CommsMEA: For MVNOs, when it comes to offering data it becomes more challenging on various levels. The wholesale prices you are being offered are not always as attractive as you’d like them to be because retail prices have been in such a state of movement that it’s difficult to have a wholesale data price. Secondly in terms of services and relationships with OTT players, do you ever get involved in that space?
Mikkel Vinter: First of all as an MVNO, compared to the telcos in this world, we have a much narrower segment. What we do is look at a specific segment from a different perpsective. Supposedly we have an easier time in homing in on what that segment wants and what they do, so we don’t have to spread our resources thin on going across the business part of things. We can focus, that certainly helps, and I have to politely but slightly disagree with your point about data. Yes, in some of our operations today, about 50% of our revenue is from data. I don’t see any inherent problems, of course you need to be on your toes with wholesale discussions and other discussions with your partner, but the basis of this model is if we are successful we put more megabytes on the network, and that’s a win-win.
CommsMEA: With all these discussions about big data, analytics, DPI, policy, from an MVNO perspective I’m sure you would want these capabilities in the network to be exposed to you so that you could use them.

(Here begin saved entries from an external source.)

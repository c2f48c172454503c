//! SIP dialog identity

use super::message::{SipHeaders, SipRequest, SipResponse};
use std::fmt;
use std::hash::{Hash, Hasher};

/// URI part of a From/To/Contact value
pub fn uri_text(value: &str) -> String {
    match (value.find('<'), value.find('>')) {
        (Some(start), Some(end)) if start < end => value[start + 1..end].trim().to_string(),
        _ => value.split(';').next().unwrap_or_default().trim().to_string(),
    }
}

/// Identity of one call leg.
///
/// Equality and hashing use the Call-ID and both tags; the URIs ride along
/// for building in-dialog requests. Tags stay `None` until learned.
#[derive(Debug, Clone, Default)]
pub struct Dialog {
    pub call_id: String,
    pub local_tag: Option<String>,
    pub remote_tag: Option<String>,
    pub local_uri: String,
    pub remote_uri: String,
}

impl Dialog {
    /// Dialog of a request we received; `local_tag` is the tag our responses carry
    pub fn from_incoming(request: &SipRequest, local_tag: Option<String>) -> Self {
        Self {
            call_id: request.call_id().unwrap_or_default(),
            local_tag: request.to_tag().or(local_tag),
            remote_tag: request.from_tag(),
            local_uri: request.to_value().map(|v| uri_text(&v)).unwrap_or_default(),
            remote_uri: request.from_value().map(|v| uri_text(&v)).unwrap_or_default(),
        }
    }

    /// Dialog of a request we sent
    pub fn from_outgoing(request: &SipRequest) -> Self {
        Self {
            call_id: request.call_id().unwrap_or_default(),
            local_tag: request.from_tag(),
            remote_tag: request.to_tag(),
            local_uri: request.from_value().map(|v| uri_text(&v)).unwrap_or_default(),
            remote_uri: request.to_value().map(|v| uri_text(&v)).unwrap_or_default(),
        }
    }

    /// Learn the remote tag from a response to our request.
    /// Returns true when the identity changed.
    pub fn learn_remote_tag(&mut self, response: &SipResponse) -> bool {
        match (self.remote_tag.as_ref(), response.to_tag()) {
            (None, Some(tag)) => {
                self.remote_tag = Some(tag);
                true
            }
            _ => false,
        }
    }
}

impl PartialEq for Dialog {
    fn eq(&self, other: &Self) -> bool {
        self.call_id == other.call_id
            && self.local_tag == other.local_tag
            && self.remote_tag == other.remote_tag
    }
}

impl Eq for Dialog {}

impl Hash for Dialog {
    fn hash<H: Hasher>(&self, state: &mut H) {
        self.call_id.hash(state);
        self.local_tag.hash(state);
        self.remote_tag.hash(state);
    }
}

impl fmt::Display for Dialog {
    fn fmt(&self, f: &mut fmt::Formatter<'_>) -> fmt::Result {
        write!(
            f,
            "{} ({}/{})",
            self.call_id,
            self.local_tag.as_deref().unwrap_or("-"),
            self.remote_tag.as_deref().unwrap_or("-")
        )
    }
}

Are those discussions easy to have with operators or are they tough?
Mikkel Vinter: Honestly we don’t see the network information necessarily in the first line of discussions. As an industry we are not good enough to analyse customer behaviour. If a few weeks ago you search for tyres for a car, on Google you can see ads being presented to you for tyres. There are so many things we can do in telecoms, we have amazing databases and companies have driven into mining these databases, so it’s not what keeps me awake at night. It’s more about the network playing a greater role.